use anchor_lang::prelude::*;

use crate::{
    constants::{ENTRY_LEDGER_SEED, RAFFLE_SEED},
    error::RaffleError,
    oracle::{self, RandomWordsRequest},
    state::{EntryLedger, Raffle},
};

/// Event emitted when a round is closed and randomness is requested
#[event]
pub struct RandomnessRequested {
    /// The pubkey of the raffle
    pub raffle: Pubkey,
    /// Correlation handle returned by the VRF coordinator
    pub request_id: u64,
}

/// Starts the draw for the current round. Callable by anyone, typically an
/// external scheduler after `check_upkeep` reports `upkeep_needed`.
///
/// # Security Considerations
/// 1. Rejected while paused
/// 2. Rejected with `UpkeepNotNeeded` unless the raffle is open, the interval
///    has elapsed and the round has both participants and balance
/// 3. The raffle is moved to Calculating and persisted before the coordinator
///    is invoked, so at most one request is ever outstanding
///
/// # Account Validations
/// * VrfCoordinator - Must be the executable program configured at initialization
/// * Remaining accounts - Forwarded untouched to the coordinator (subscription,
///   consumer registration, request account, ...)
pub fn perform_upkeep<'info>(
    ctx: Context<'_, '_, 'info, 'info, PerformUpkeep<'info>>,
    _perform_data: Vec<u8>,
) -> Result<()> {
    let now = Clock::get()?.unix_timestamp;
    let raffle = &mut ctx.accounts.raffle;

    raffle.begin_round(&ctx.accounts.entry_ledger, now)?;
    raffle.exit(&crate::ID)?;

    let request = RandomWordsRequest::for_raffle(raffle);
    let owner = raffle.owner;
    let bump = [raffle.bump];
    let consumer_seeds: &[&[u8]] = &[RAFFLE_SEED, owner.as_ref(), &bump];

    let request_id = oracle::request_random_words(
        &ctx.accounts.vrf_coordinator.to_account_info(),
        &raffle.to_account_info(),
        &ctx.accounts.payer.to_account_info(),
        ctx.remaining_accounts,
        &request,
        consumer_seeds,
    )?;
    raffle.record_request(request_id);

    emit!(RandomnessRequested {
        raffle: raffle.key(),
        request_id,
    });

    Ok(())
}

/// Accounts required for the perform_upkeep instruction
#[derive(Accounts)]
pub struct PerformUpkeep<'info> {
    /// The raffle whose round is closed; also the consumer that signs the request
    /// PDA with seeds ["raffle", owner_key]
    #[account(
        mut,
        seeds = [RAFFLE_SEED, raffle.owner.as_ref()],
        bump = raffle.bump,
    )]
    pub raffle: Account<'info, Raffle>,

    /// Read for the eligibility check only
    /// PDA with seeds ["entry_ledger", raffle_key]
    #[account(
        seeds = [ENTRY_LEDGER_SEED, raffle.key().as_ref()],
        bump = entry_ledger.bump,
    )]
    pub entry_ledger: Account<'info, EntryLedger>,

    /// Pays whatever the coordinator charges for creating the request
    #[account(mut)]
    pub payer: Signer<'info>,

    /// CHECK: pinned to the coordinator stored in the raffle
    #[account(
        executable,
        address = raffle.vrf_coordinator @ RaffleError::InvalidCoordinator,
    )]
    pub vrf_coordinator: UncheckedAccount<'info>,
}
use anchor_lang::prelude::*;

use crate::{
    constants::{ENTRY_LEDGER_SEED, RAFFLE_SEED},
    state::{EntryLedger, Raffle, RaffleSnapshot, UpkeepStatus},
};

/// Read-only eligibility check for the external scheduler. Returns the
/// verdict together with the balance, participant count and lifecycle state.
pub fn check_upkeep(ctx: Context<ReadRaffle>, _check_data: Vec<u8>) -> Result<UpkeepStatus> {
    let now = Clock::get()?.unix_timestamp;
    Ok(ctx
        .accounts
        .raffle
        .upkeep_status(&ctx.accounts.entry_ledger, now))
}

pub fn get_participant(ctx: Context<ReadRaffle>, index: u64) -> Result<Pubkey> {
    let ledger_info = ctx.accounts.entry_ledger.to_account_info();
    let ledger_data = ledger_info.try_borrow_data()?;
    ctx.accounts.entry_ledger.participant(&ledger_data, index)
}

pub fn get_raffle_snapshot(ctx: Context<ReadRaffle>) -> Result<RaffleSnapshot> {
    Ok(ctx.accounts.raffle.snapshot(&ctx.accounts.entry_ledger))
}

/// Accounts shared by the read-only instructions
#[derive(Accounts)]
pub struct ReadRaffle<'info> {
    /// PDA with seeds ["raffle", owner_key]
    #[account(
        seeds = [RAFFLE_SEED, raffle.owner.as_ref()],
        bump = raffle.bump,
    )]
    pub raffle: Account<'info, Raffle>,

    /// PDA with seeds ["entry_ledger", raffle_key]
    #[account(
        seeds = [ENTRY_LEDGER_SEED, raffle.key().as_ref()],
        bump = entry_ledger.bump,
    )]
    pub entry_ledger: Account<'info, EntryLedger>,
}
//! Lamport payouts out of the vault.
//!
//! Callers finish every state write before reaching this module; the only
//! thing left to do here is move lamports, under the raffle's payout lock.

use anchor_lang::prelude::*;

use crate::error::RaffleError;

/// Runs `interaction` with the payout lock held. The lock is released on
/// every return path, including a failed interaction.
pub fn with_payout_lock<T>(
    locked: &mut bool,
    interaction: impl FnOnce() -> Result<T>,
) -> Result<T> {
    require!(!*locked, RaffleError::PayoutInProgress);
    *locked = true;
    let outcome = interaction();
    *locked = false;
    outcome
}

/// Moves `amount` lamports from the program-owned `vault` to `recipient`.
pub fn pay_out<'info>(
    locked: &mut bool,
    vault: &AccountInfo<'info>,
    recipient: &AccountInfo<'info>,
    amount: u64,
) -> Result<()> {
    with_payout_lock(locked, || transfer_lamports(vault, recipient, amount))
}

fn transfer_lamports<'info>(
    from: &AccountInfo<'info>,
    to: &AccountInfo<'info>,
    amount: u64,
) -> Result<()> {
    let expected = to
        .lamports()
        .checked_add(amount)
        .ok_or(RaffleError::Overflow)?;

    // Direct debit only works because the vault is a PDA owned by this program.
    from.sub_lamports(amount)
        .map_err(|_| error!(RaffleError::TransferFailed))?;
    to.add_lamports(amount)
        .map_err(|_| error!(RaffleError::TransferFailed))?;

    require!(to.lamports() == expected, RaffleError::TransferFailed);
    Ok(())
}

▸ What to do
Would you copy every line from the listing above that has the string "Result" in it?

▸ Worked solution
) -> Result<()> {
pub fn check_upkeep(ctx: Context<ReadRaffle>, _check_data: Vec<u8>) -> Result<UpkeepStatus> {
pub fn get_participant(ctx: Context<ReadRaffle>, index: u64) -> Result<Pubkey> {
pub fn get_raffle_snapshot(ctx: Context<ReadRaffle>) -> Result<RaffleSnapshot> {
    interaction: impl FnOnce() -> Result<T>,
) -> Result<T> {
) -> Result<()> {
) -> Result<()> {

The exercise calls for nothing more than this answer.